Since you can only exchange your money to CUC or Nacional once you get to Cuba, consider these few points:

  • On top of the 3% currency exchange fee, there is a 10% penalty charge when exchanging USD to CUC or Nacional.  

    • For example, if you exchange $100 USD, after the fees, you will only get $87 CUC

  • The same 13% fees also apply to Mexican pesos being exchanged to CUC

  • Exchange to Euros in the US, then exchange your Euros to CUC & Nacional

    • Only the 3% currency exchange fee is applied

We found that it does not matter where you exchanged your Euros, the exchange rate is the same in Havana Airport and the Casas de Cambio (exchange houses) in town.  Most of what you will need cash for will be covered by the CUC, but it is always nice to have $20 USD worth of pesos Nacional for those times when a cortadito y pan con mantequilla (Cuban coffee with bread and butter) from a garage bodega is all you need.  This kind of breakfast may only cost $0.42 CUC so paying $10 Nacional is just easier.


Pack heavy, leave light



Here is something you must understand about surfing in Cuba before you go surfing in Cuba: there are no surf shops in Cuba.  Although Fidel Castro valued health, noting that a healthy life meant a healthy community and therefore a healthy Cuba, he did not recognize surfing as a sport.  Instead, people often mistook the floatation devices for escape vessels bound for Miami.  Even during our trip, Pay had to help the taxi driver of our 1950's Chevy explain to police what the surfboards were doing on the roof of our car.  Even having to prove that they were strapped down securely. 
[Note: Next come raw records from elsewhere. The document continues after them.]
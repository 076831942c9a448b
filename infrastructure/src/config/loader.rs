//! Configuration file loader with multi-source merging

use super::file_config::FileConfig;
use figment::{
    Figment,
    providers::{Env, Format, Serialized, Toml},
};
use std::path::PathBuf;

/// Project-level config file names, checked in order.
const PROJECT_CONFIG_FILES: [&str; 2] = ["quizcheck.toml", ".quizcheck.toml"];

/// Prefix of environment overrides (`QUIZCHECK_DELEGATE__MODEL=...`).
const ENV_PREFIX: &str = "QUIZCHECK_";

/// Configuration loader that handles file discovery and merging
pub struct ConfigLoader;

impl ConfigLoader {
    /// Load configuration from all sources with proper priority
    ///
    /// Priority (highest to lowest):
    /// 1. `QUIZCHECK_*` environment variables (`__` separates sections)
    /// 2. Explicit config path (if provided)
    /// 3. Project root: `./quizcheck.toml` or `./.quizcheck.toml`
    /// 4. Global config: `$XDG_CONFIG_HOME/quizcheck/config.toml`
    /// 5. Default values
    pub fn load(config_path: Option<&PathBuf>) -> Result<FileConfig, Box<figment::Error>> {
        let files: Vec<PathBuf> = Self::global_config_path()
            .filter(|path| path.exists())
            .into_iter()
            .chain(Self::project_config_path())
            .chain(config_path.cloned())
            .collect();

        Self::with_env(Self::merge_files(&files))
            .extract()
            .map_err(Box::new)
    }

    /// Load only default configuration (for --no-config)
    pub fn load_defaults() -> FileConfig {
        FileConfig::default()
    }

    /// Defaults with each file merged over the previous one
    fn merge_files(files: &[PathBuf]) -> Figment {
        files.iter().fold(
            Figment::new().merge(Serialized::defaults(FileConfig::default())),
            |figment, path| figment.merge(Toml::file(path)),
        )
    }

    fn with_env(figment: Figment) -> Figment {
        figment.merge(Env::prefixed(ENV_PREFIX).split("__"))
    }

    /// Get the global config file path
    ///
    /// Returns XDG_CONFIG_HOME/quizcheck/config.toml if set,
    /// otherwise falls back to ~/.config/quizcheck/config.toml
    pub fn global_config_path() -> Option<PathBuf> {
        dirs::config_dir().map(|d| d.join("quizcheck").join("config.toml"))
    }

    /// Get the project-level config file path (if it exists)
    pub fn project_config_path() -> Option<PathBuf> {
        PROJECT_CONFIG_FILES
            .iter()
            .map(PathBuf::from)
            .find(|path| path.exists())
    }

    /// Print the config file locations being used (for debugging)
    pub fn print_config_sources(explicit: Option<&PathBuf>) {
        println!("Configuration sources (in priority order):");
        println!("  [ENV  ] {}* variables", ENV_PREFIX);

        if let Some(path) = explicit {
            let marker = if path.exists() { "FOUND" } else { "MISSING" };
            println!("  [{marker}] Explicit: {}", path.display());
        }

        if let Some(path) = Self::project_config_path() {
            println!("  [FOUND] Project: {}", path.display());
        } else {
            println!("  [     ] Project: ./quizcheck.toml or ./.quizcheck.toml");
        }

        if let Some(path) = Self::global_config_path() {
            if path.exists() {
                println!("  [FOUND] Global:  {}", path.display());
            } else {
                println!("  [     ] Global:  {}", path.display());
            }
        }

        println!("  [     ] Default: built-in defaults");
    }
}
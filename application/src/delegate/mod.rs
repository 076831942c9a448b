//! Gateway-backed implementations of the solver and generator ports.

pub mod llm_delegate;

pub use llm_delegate::LlmDelegate;
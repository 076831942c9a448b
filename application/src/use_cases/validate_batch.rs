//! Validate Batch use case.
//!
//! Filters generated candidates down to questions with a confirmed answer.
//! Per-item failures drop only that item; the batch as a whole never fails.

use crate::ports::diagnostics::{DiagnosticSink, NoDiagnostics};
use crate::ports::solver::{SolveError, SolverDelegate};
use futures::stream::{self, StreamExt};
use quizcheck_domain::{
    BatchOutcome, CandidateOutcome, ChoiceIndex, QuestionCandidate, Rejection, RejectionReason,
    ResponseParseError, Subject, SubjectDomain, ValidatedQuestion, match_answer, matching_indices,
    preview,
};
use std::sync::Arc;
use tracing::{info, warn};

/// Input for the [`ValidateBatchUseCase`].
#[derive(Debug, Clone)]
pub struct ValidateBatchInput {
    /// Subject of the whole batch; selects the solving strategy.
    pub subject: Subject,
    /// Candidates in generation order.
    pub candidates: Vec<QuestionCandidate>,
}

impl ValidateBatchInput {
    pub fn new(subject: Subject, candidates: Vec<QuestionCandidate>) -> Self {
        Self {
            subject,
            candidates,
        }
    }
}

/// Use case for validating a batch of candidates.
///
/// For each candidate, strictly one after another:
/// 1. Structural check (exactly 4 choices), before any delegate call
/// 2. Numeric subjects: blind solve, then match the number against the choices
/// 3. Choice-aware subjects: validate the index declared by generation
/// 4. Promote to [`ValidatedQuestion`]
///
/// The per-item results are folded into a [`BatchOutcome`]; rejections are
/// then logged and forwarded to the [`DiagnosticSink`].
#[derive(Clone)]
pub struct ValidateBatchUseCase {
    solver: Arc<dyn SolverDelegate>,
    diagnostics: Arc<dyn DiagnosticSink>,
}

impl ValidateBatchUseCase {
    pub fn new(solver: Arc<dyn SolverDelegate>) -> Self {
        Self {
            solver,
            diagnostics: Arc::new(NoDiagnostics),
        }
    }

    /// Create with a diagnostics sink.
    pub fn with_diagnostics(mut self, diagnostics: Arc<dyn DiagnosticSink>) -> Self {
        self.diagnostics = diagnostics;
        self
    }

    /// Validate every candidate and split the results.
    pub async fn execute(&self, input: ValidateBatchInput) -> BatchOutcome {
        let subject = &input.subject;
        let submitted = input.candidates.len();

        let outcome = stream::iter(input.candidates.into_iter().enumerate())
            .then(|(position, candidate)| self.validate_candidate(subject, position, candidate))
            .fold(BatchOutcome::default(), |acc, outcome| async move {
                acc.record(outcome)
            })
            .await;

        for rejection in &outcome.rejected {
            warn!(
                subject = %subject,
                position = rejection.position,
                reason = rejection.reason.code(),
                stage = %rejection.stage(),
                prompt = %preview(&rejection.candidate.prompt, 80),
                "Dropped candidate: {}",
                rejection.reason
            );
            self.diagnostics.record(subject, rejection);
        }

        info!(
            subject = %subject,
            submitted,
            validated = outcome.validated.len(),
            rejected = outcome.rejected.len(),
            "Batch validation finished"
        );
        outcome
    }

    async fn validate_candidate(
        &self,
        subject: &Subject,
        position: usize,
        candidate: QuestionCandidate,
    ) -> CandidateOutcome {
        let resolved = match candidate.check_shape() {
            Err(e) => Err(RejectionReason::from(e)),
            Ok(()) => match subject.domain() {
                SubjectDomain::Numeric => self.resolve_numeric(position, &candidate).await,
                SubjectDomain::ChoiceAware => resolve_declared(&candidate),
            },
        };

        match resolved {
            Ok((index, solution)) => ValidatedQuestion::promote(candidate, index, solution)
                .map_err(|(e, candidate)| Rejection::new(position, e, *candidate)),
            Err(reason) => Err(Rejection::new(position, reason, candidate)),
        }
    }

    async fn resolve_numeric(
        &self,
        position: usize,
        candidate: &QuestionCandidate,
    ) -> Result<(ChoiceIndex, String), RejectionReason> {
        let solved = self
            .solver
            .solve_blind(&candidate.prompt)
            .await
            .map_err(rejection_reason)?;

        let index = match_answer(solved.final_answer, &candidate.choices)?;
        let all = matching_indices(solved.final_answer, &candidate.choices);
        if all.len() > 1 {
            warn!(
                position,
                final_answer = solved.final_answer,
                matches = ?all.iter().map(|i| i.get()).collect::<Vec<_>>(),
                "Several choices are numerically equal to the answer; taking the first"
            );
        }
        Ok((index, solved.solution))
    }
}

/// Choice-aware batches carry the answer declared by generation.
fn resolve_declared(
    candidate: &QuestionCandidate,
) -> Result<(ChoiceIndex, String), RejectionReason> {
    let index = candidate.declared_index()?;
    Ok((index, candidate.solution.clone().unwrap_or_default()))
}

fn rejection_reason(error: SolveError) -> RejectionReason {
    match error {
        SolveError::Gateway(e) if e.is_upstream() => RejectionReason::Upstream(e.to_string()),
        SolveError::Gateway(e) => {
            RejectionReason::Parse(ResponseParseError::Unreadable(e.to_string()))
        }
        SolveError::Parse(e) => RejectionReason::Parse(e),
    }
}
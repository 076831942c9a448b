//! LLM Gateway port
//!
//! Defines the interface for sending a task description to the delegate and
//! getting its raw reply back.

use crate::config::DelegateCredential;
use async_trait::async_trait;
use thiserror::Error;

/// Errors that can occur during LLM gateway operations
#[derive(Error, Debug)]
pub enum GatewayError {
    #[error("Connection error: {0}")]
    ConnectionError(String),

    #[error("Delegate returned status {status}: {body}")]
    Status { status: u16, body: String },

    #[error("Timeout")]
    Timeout,

    #[error("Malformed delegate response: {0}")]
    InvalidResponse(String),

    #[error("Delegate returned an empty reply")]
    EmptyResponse,
}

impl GatewayError {
    /// Transport-level failure (as opposed to a reply that arrived but is unusable)
    pub fn is_upstream(&self) -> bool {
        matches!(
            self,
            GatewayError::ConnectionError(_) | GatewayError::Status { .. } | GatewayError::Timeout
        )
    }
}

/// Gateway for delegate communication
///
/// This port defines how the application layer talks to the reasoning
/// capability. Implementations (adapters) live in the infrastructure layer.
/// The credential is passed on every call so adapters hold no secrets.
#[async_trait]
pub trait LlmGateway: Send + Sync {
    /// Send one task and return the reply text
    async fn complete(
        &self,
        credential: &DelegateCredential,
        system_prompt: &str,
        task: &str,
    ) -> Result<String, GatewayError>;
}
//! Command-line interface

pub mod commands;
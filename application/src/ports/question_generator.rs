//! Question generator port

use crate::ports::solver::SolveError;
use async_trait::async_trait;
use quizcheck_domain::{BatchSize, GeneratedBatch, Subject};

/// What to generate
#[derive(Debug, Clone)]
pub struct GenerationRequest {
    pub subject: Subject,
    pub topic: String,
    pub difficulty: String,
    pub count: BatchSize,
}

/// Produces unvalidated question candidates (the top-level generation call)
#[async_trait]
pub trait QuestionGenerator: Send + Sync {
    async fn generate(&self, request: &GenerationRequest) -> Result<GeneratedBatch, SolveError>;
}
//! Solver delegate port
//!
//! The delegate has two explicit capabilities, selected by subject domain:
//!
//! - [`SolverDelegate::solve_blind`] sees only the prompt, so its reasoning is
//!   not anchored toward any of the offered choices
//! - [`SolverDelegate::solve_with_choices`] sees the choices (and the user's
//!   pick, for interactive checks) and selects one directly

use crate::ports::llm_gateway::GatewayError;
use async_trait::async_trait;
use quizcheck_domain::{ChoiceIndex, ChoiceSelection, NumericSolution, ResponseParseError};
use thiserror::Error;

/// A failed delegate call. Never replaced by a default result.
#[derive(Error, Debug)]
pub enum SolveError {
    #[error(transparent)]
    Gateway(#[from] GatewayError),

    #[error(transparent)]
    Parse(#[from] ResponseParseError),
}

/// Input for a choice-aware solve
#[derive(Debug, Clone, Copy)]
pub struct ChoiceAwareRequest<'a> {
    pub prompt: &'a str,
    pub choices: &'a [String],
    pub passage: Option<&'a str>,
    /// The user's selection, for interactive checks
    pub selected: Option<ChoiceIndex>,
}

/// The reasoning capability supplying ground-truth answers
#[async_trait]
pub trait SolverDelegate: Send + Sync {
    /// Compute a numeric answer from the prompt alone
    async fn solve_blind(&self, prompt: &str) -> Result<NumericSolution, SolveError>;

    /// Select the correct choice with the choices in view
    async fn solve_with_choices(
        &self,
        request: ChoiceAwareRequest<'_>,
    ) -> Result<ChoiceSelection, SolveError>;
}
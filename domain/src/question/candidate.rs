//! Question candidate entity

use crate::choice::index::{CHOICE_COUNT, ChoiceIndex};
use crate::core::error::ShapeError;
use serde::{Deserialize, Deserializer, Serialize};
use serde_json::Value;

/// An unvalidated generated question (Entity)
///
/// Produced by generation and consumed exactly once by the validation
/// pipeline. `correct_index` and `solution` are only meaningful for
/// choice-aware subjects, where generation declares the answer itself;
/// the index is kept as raw JSON until [`QuestionCandidate::declared_index`]
/// validates it.
#[derive(Debug, Clone, PartialEq, Serialize, Deserialize)]
#[serde(rename_all = "camelCase")]
pub struct QuestionCandidate {
    #[serde(default)]
    pub prompt: String,
    #[serde(default, deserialize_with = "choice_texts")]
    pub choices: Vec<String>,
    #[serde(default)]
    pub topic: String,
    #[serde(default)]
    pub difficulty: String,
    #[serde(default, skip_serializing_if = "Option::is_none")]
    pub passage: Option<String>,
    #[serde(default, skip_serializing_if = "Option::is_none")]
    pub correct_index: Option<Value>,
    #[serde(default, skip_serializing_if = "Option::is_none")]
    pub solution: Option<String>,
    /// Why the generated entry could not be read as a question, if it couldn't
    #[serde(skip)]
    pub malformed: Option<String>,
}

impl QuestionCandidate {
    pub fn new(prompt: impl Into<String>, choices: Vec<String>) -> Self {
        Self {
            prompt: prompt.into(),
            choices,
            topic: String::new(),
            difficulty: String::new(),
            passage: None,
            correct_index: None,
            solution: None,
            malformed: None,
        }
    }

    /// Read one entry of a generated batch.
    ///
    /// Never fails: an entry that does not deserialize becomes a candidate
    /// carrying the error, which [`QuestionCandidate::check_shape`] rejects.
    /// The prompt is kept when it is readable so diagnostics can name it.
    pub fn from_generated(entry: &Value) -> Self {
        match Self::deserialize(entry) {
            Ok(candidate) => candidate,
            Err(e) => {
                let prompt = entry
                    .get("prompt")
                    .and_then(Value::as_str)
                    .unwrap_or_default();
                let mut candidate = Self::new(prompt, Vec::new());
                candidate.malformed = Some(e.to_string());
                candidate
            }
        }
    }

    pub fn with_topic(mut self, topic: impl Into<String>, difficulty: impl Into<String>) -> Self {
        self.topic = topic.into();
        self.difficulty = difficulty.into();
        self
    }

    pub fn with_passage(mut self, passage: impl Into<String>) -> Self {
        self.passage = Some(passage.into());
        self
    }

    /// Attach the answer declared by generation
    pub fn with_declared_answer(mut self, index: Value, solution: impl Into<String>) -> Self {
        self.correct_index = Some(index);
        self.solution = Some(solution.into());
        self
    }

    /// Structural check performed before any delegate call
    pub fn check_shape(&self) -> Result<(), ShapeError> {
        if let Some(reason) = &self.malformed {
            return Err(ShapeError::Malformed(reason.clone()));
        }
        check_choice_count(&self.choices)?;
        if self.prompt.trim().is_empty() {
            return Err(ShapeError::EmptyPrompt);
        }
        Ok(())
    }

    /// Validate the generation-declared index
    pub fn declared_index(&self) -> Result<ChoiceIndex, ShapeError> {
        match &self.correct_index {
            None | Some(Value::Null) => Err(ShapeError::MissingIndex),
            Some(value) => ChoiceIndex::from_json(value),
        }
    }
}

/// Require exactly [`CHOICE_COUNT`] choices
pub fn check_choice_count<S>(choices: &[S]) -> Result<(), ShapeError> {
    if choices.len() == CHOICE_COUNT {
        Ok(())
    } else {
        Err(ShapeError::WrongChoiceCount {
            expected: CHOICE_COUNT,
            actual: choices.len(),
        })
    }
}

/// Accept numbers as choice text; generation sometimes emits `[1, 2, 3, 4]`.
fn choice_texts<'de, D>(deserializer: D) -> Result<Vec<String>, D::Error>
where
    D: Deserializer<'de>,
{
    let raw: Option<Vec<Value>> = Option::deserialize(deserializer)?;
    raw.unwrap_or_default()
        .into_iter()
        .map(|value| match value {
            Value::String(s) => Ok(s),
            Value::Number(n) => Ok(n.to_string()),
            other => Err(serde::de::Error::custom(format!(
                "choice must be a string or number, got {other}"
            ))),
        })
        .collect()
}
That being said, the way Cuban surfers get boards, wax, and other gear is by friendly donations.  They get inspiration from reading surf magazines, watching surf flicks on VHS, and now streaming YouTube clips in one of the newly established WiFi parks around Havana.


Nevermind the dead chicken that just floated by


Cuba is steeped in tradition with Spanish and African roots.  One religious tradition that is still practiced is Santaria which is a system of beliefs that stems from Yoruba mythology, Christianity, and Indigenous American traditions.  Central to the religion is the sacrificial offering of animals to the Orishas or Gods as food.  Worshipers believe that by offering food, they are nourishing the Orishas who in turn help them live a better life.  Without such sacrifice, the religion would cease to exist since it is through sacrifice that all important events, including initiation into the community, are celebrated.

Yemaya is the spirit of the ocean.  She is honored with sacrificial offerings of chickens that are killed on the shoreline then tossed out to sea.  Because of oceanic currents, it does not take long for these chickens to reappear on the beaches where they were sacrificed.  La 70 is a local surf break outside of Havana where you just may encounter a dead chicken in the lineup.  As long as Yemaya is well fed, there is no need to worry.